## Material for this task:
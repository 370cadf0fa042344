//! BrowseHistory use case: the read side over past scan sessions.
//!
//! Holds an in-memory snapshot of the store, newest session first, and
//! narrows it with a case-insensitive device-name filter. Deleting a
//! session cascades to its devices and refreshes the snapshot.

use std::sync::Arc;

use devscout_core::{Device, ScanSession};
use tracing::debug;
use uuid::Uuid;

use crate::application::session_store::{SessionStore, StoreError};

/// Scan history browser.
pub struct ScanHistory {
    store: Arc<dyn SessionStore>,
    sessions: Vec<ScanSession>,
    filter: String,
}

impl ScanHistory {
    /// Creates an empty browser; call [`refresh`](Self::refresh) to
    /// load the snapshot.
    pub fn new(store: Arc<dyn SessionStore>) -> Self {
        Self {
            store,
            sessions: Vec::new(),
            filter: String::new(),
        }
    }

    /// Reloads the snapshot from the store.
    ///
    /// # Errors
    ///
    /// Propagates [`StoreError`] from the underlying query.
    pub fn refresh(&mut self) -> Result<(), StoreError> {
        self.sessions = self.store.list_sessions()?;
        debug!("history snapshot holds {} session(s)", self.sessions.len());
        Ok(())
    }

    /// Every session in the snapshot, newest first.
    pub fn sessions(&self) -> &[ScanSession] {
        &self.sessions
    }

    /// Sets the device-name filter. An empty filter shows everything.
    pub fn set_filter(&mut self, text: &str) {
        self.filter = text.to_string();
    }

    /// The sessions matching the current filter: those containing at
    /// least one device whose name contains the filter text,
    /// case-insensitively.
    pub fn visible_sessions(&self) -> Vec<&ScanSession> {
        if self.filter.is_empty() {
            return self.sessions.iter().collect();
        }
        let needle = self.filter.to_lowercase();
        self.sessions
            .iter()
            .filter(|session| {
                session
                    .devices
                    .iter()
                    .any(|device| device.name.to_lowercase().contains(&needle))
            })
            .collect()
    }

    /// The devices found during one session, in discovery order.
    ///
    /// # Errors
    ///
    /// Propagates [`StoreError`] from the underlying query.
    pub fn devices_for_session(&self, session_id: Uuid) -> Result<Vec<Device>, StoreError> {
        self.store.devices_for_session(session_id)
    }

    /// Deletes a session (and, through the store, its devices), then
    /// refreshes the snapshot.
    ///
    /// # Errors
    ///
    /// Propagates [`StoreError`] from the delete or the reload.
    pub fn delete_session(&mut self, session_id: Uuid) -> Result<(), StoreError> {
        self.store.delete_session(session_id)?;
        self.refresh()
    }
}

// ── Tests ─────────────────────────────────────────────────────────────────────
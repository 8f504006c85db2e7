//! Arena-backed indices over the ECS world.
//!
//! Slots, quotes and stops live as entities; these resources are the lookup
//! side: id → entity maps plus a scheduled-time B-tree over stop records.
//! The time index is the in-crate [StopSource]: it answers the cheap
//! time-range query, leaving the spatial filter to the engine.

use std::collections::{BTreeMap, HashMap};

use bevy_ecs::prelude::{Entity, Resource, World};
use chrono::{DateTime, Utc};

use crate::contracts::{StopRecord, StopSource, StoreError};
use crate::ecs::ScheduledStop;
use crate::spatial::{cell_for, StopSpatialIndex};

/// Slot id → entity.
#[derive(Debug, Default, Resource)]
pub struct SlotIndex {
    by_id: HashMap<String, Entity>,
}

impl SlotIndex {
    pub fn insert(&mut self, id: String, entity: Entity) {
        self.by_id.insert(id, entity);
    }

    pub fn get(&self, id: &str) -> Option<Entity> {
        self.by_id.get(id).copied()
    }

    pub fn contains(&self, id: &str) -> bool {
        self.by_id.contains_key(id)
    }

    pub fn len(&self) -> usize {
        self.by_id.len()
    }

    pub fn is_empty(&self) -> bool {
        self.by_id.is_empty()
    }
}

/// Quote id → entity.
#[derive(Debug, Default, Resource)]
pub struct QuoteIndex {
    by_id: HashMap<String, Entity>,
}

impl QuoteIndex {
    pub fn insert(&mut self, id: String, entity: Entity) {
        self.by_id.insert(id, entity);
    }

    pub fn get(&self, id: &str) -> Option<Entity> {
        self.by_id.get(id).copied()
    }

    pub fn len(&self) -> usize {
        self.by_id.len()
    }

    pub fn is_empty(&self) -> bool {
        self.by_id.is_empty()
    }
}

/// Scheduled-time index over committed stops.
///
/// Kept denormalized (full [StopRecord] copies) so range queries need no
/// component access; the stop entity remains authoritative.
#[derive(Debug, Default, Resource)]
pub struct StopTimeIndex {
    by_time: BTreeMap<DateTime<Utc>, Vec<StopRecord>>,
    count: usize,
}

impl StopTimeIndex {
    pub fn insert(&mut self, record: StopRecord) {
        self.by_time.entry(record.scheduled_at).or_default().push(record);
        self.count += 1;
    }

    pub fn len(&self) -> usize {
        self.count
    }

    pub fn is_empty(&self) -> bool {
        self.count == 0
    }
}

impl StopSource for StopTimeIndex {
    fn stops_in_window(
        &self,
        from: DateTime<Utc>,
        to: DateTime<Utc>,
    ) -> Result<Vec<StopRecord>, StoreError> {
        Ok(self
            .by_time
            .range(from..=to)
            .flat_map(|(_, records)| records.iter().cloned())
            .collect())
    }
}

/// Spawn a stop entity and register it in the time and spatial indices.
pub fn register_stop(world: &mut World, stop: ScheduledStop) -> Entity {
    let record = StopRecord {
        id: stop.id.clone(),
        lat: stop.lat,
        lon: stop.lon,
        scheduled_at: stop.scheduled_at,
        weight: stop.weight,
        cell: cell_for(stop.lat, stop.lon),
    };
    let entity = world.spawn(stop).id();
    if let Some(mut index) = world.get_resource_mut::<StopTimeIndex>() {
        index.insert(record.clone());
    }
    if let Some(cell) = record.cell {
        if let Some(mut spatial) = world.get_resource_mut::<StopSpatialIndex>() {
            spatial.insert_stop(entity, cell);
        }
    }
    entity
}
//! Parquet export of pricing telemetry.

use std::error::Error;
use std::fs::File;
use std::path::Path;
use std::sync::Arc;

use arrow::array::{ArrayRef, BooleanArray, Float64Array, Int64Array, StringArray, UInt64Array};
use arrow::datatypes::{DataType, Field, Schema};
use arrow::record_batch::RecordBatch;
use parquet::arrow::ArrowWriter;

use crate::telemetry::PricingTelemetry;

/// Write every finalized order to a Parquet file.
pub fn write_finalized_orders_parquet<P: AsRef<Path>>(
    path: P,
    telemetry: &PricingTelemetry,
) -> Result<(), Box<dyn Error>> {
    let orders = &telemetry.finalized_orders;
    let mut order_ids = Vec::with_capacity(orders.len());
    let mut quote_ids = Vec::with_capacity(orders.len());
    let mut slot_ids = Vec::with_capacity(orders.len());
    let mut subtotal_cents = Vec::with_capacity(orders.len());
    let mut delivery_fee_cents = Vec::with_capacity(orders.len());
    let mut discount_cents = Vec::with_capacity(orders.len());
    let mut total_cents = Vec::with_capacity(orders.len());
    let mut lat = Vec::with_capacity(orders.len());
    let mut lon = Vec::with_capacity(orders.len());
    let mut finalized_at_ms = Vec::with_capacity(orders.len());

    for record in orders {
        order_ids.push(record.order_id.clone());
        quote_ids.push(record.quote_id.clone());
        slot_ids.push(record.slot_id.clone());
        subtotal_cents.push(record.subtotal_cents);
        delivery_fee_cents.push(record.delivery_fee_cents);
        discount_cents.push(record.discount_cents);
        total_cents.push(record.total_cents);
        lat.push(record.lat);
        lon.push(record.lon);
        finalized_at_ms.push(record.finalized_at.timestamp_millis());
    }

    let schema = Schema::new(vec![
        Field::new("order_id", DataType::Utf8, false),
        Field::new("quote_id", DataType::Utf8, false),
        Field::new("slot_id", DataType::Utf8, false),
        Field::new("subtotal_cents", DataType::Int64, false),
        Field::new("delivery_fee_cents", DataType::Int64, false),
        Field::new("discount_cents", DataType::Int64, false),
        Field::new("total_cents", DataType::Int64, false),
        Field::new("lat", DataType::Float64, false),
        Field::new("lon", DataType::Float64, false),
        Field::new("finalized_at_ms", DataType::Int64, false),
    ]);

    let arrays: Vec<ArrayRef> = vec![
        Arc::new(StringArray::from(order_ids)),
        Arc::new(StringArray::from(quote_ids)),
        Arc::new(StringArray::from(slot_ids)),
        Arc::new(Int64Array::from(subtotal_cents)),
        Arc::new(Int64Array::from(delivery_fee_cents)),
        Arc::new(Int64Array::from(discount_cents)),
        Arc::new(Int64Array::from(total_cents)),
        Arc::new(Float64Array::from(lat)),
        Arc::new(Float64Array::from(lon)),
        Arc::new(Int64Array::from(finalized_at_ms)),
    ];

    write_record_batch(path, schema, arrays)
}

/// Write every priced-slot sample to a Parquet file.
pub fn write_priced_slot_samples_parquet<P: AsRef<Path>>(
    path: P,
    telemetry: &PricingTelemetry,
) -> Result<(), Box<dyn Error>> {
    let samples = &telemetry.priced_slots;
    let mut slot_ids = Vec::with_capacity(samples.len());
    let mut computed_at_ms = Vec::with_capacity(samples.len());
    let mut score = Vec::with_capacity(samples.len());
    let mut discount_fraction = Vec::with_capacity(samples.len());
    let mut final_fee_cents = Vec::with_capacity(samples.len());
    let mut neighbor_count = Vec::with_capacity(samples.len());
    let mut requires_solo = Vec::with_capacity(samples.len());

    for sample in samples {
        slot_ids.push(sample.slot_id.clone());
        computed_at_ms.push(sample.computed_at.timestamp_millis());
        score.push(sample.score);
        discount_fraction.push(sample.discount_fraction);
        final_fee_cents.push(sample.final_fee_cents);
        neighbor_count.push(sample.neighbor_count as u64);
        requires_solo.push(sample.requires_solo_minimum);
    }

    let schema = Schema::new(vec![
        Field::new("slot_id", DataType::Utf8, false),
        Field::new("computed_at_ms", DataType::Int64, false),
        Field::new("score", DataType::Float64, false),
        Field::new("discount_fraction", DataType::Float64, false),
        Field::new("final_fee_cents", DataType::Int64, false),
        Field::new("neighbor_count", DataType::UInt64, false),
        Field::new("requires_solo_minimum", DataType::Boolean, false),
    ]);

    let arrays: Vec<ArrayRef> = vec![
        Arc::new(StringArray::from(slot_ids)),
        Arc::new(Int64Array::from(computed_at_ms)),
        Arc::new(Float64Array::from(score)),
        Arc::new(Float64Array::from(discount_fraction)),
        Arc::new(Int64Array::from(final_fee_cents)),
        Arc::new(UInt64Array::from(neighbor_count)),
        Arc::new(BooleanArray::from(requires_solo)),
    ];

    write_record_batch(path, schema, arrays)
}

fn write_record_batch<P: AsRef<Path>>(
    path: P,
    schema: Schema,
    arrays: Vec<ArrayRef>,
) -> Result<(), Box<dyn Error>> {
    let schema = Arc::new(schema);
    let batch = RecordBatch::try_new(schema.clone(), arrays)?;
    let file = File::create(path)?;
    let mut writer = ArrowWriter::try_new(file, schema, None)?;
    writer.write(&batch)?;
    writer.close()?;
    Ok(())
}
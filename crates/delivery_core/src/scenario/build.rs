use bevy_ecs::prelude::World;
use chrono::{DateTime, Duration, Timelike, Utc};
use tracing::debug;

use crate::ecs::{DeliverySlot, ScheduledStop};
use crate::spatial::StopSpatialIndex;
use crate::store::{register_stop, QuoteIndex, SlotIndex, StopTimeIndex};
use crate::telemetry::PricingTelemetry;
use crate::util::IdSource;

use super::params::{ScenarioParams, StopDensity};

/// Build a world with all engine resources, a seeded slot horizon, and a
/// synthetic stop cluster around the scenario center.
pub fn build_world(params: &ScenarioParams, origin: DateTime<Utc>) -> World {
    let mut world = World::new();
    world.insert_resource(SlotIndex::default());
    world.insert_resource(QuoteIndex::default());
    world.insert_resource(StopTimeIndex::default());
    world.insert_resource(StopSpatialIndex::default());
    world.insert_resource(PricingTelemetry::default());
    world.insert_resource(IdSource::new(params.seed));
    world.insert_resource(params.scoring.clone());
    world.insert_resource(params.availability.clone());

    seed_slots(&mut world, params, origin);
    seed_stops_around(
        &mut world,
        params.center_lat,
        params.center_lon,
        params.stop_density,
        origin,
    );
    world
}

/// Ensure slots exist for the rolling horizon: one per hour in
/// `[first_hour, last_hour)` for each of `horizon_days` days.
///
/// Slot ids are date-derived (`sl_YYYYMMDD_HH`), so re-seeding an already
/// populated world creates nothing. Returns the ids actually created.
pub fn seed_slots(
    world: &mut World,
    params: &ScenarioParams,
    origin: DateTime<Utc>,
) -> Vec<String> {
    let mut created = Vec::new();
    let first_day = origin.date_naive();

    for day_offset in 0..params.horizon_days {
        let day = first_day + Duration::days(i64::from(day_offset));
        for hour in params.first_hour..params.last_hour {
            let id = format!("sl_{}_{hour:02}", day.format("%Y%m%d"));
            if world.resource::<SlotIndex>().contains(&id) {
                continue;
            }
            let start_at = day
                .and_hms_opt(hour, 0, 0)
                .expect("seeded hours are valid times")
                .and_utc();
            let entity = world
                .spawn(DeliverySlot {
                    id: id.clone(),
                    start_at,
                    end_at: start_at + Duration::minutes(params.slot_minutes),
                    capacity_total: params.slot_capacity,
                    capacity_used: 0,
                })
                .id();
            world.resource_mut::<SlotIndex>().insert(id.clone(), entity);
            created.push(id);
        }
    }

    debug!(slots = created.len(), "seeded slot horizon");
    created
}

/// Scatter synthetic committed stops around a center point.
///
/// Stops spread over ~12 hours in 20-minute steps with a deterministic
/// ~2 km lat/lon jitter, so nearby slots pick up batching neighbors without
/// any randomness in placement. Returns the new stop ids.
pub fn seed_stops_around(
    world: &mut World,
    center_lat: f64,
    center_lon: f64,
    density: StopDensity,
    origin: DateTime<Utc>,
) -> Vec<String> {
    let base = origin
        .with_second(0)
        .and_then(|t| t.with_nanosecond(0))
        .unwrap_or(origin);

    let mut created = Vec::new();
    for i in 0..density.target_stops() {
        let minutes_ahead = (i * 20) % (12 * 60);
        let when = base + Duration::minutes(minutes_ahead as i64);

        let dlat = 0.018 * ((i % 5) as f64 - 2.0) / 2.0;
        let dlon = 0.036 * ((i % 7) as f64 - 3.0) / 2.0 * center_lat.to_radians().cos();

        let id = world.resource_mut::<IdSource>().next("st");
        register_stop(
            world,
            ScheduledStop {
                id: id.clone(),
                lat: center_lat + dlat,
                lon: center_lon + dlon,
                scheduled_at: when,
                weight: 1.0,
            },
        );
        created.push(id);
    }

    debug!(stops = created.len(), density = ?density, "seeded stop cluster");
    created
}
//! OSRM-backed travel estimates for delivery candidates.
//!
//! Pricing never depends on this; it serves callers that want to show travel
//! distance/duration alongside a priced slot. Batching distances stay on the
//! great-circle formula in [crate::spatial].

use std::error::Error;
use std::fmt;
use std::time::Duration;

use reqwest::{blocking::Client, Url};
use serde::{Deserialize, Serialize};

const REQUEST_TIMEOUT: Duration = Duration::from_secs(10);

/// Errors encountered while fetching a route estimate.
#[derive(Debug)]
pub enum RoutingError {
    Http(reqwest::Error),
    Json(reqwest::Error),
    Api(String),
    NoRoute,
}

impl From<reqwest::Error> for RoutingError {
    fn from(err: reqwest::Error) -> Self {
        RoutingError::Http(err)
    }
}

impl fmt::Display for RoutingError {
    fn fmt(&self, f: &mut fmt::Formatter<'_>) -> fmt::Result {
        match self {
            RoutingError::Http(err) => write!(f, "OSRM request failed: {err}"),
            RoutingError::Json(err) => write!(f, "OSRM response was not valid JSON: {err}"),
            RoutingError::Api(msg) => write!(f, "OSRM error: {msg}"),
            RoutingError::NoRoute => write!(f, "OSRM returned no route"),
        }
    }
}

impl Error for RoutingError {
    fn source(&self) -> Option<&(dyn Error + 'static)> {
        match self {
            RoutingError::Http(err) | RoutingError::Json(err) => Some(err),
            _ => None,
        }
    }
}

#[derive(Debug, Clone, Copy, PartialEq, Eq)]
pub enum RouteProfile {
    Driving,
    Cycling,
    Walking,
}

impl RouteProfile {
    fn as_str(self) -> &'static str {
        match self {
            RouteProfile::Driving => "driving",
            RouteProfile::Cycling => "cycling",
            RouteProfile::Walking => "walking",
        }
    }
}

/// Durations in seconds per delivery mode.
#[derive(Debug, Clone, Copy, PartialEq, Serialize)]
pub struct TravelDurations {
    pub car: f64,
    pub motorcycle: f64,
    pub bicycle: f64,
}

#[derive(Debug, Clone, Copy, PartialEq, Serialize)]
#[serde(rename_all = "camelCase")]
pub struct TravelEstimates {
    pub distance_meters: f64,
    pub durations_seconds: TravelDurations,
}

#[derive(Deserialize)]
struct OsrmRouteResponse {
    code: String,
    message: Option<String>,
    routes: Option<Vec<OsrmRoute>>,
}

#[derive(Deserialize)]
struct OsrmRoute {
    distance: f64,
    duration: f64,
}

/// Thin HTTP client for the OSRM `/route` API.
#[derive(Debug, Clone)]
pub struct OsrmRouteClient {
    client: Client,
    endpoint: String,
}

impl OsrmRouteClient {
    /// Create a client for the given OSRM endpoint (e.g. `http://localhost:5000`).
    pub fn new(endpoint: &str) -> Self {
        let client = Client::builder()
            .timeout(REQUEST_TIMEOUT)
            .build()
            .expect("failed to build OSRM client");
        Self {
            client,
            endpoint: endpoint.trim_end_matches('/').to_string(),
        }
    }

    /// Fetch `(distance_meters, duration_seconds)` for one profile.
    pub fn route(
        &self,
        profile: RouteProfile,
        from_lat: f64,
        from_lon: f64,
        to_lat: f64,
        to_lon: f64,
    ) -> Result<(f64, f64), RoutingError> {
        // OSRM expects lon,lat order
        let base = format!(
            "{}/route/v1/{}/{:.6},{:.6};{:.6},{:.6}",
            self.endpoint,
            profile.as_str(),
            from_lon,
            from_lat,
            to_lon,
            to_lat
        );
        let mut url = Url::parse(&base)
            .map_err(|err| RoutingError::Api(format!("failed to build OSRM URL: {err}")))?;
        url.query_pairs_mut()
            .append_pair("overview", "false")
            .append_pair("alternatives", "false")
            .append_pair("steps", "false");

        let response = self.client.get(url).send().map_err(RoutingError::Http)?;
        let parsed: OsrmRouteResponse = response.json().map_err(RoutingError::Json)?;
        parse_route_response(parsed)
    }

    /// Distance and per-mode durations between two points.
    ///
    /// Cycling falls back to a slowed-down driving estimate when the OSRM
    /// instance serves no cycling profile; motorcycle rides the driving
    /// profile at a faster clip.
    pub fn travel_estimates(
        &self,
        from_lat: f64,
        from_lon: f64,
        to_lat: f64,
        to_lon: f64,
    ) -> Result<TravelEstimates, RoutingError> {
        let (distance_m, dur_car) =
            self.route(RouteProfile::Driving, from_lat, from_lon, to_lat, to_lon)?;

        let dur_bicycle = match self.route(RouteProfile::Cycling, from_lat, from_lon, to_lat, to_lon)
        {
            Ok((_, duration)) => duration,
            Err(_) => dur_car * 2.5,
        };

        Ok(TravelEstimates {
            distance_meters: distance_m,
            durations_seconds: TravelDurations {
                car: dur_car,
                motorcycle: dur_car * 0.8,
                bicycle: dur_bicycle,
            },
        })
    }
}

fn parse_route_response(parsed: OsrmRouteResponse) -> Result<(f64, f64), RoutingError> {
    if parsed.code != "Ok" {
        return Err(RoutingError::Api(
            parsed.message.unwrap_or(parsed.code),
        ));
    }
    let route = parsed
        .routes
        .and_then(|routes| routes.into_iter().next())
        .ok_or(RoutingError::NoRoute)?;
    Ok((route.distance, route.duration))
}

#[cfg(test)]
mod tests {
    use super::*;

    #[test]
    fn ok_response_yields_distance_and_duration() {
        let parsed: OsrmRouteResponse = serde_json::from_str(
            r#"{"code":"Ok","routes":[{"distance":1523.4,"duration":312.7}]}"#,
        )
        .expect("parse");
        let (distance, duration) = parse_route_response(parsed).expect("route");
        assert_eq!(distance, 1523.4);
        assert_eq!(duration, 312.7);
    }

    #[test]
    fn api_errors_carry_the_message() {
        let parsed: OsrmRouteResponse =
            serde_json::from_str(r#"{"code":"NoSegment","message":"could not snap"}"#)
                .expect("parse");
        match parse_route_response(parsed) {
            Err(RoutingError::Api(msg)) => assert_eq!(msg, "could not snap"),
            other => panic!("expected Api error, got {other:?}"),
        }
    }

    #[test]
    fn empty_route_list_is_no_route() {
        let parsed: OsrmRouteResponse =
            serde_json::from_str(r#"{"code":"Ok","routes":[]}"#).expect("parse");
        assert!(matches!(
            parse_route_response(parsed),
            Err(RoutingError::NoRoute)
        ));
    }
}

## Activity:
The word to find is "AsRef". Copy every line of the data that holds it.

## Written response:
pub fn write_finalized_orders_parquet<P: AsRef<Path>>(
pub fn write_priced_slot_samples_parquet<P: AsRef<Path>>(
fn write_record_batch<P: AsRef<Path>>(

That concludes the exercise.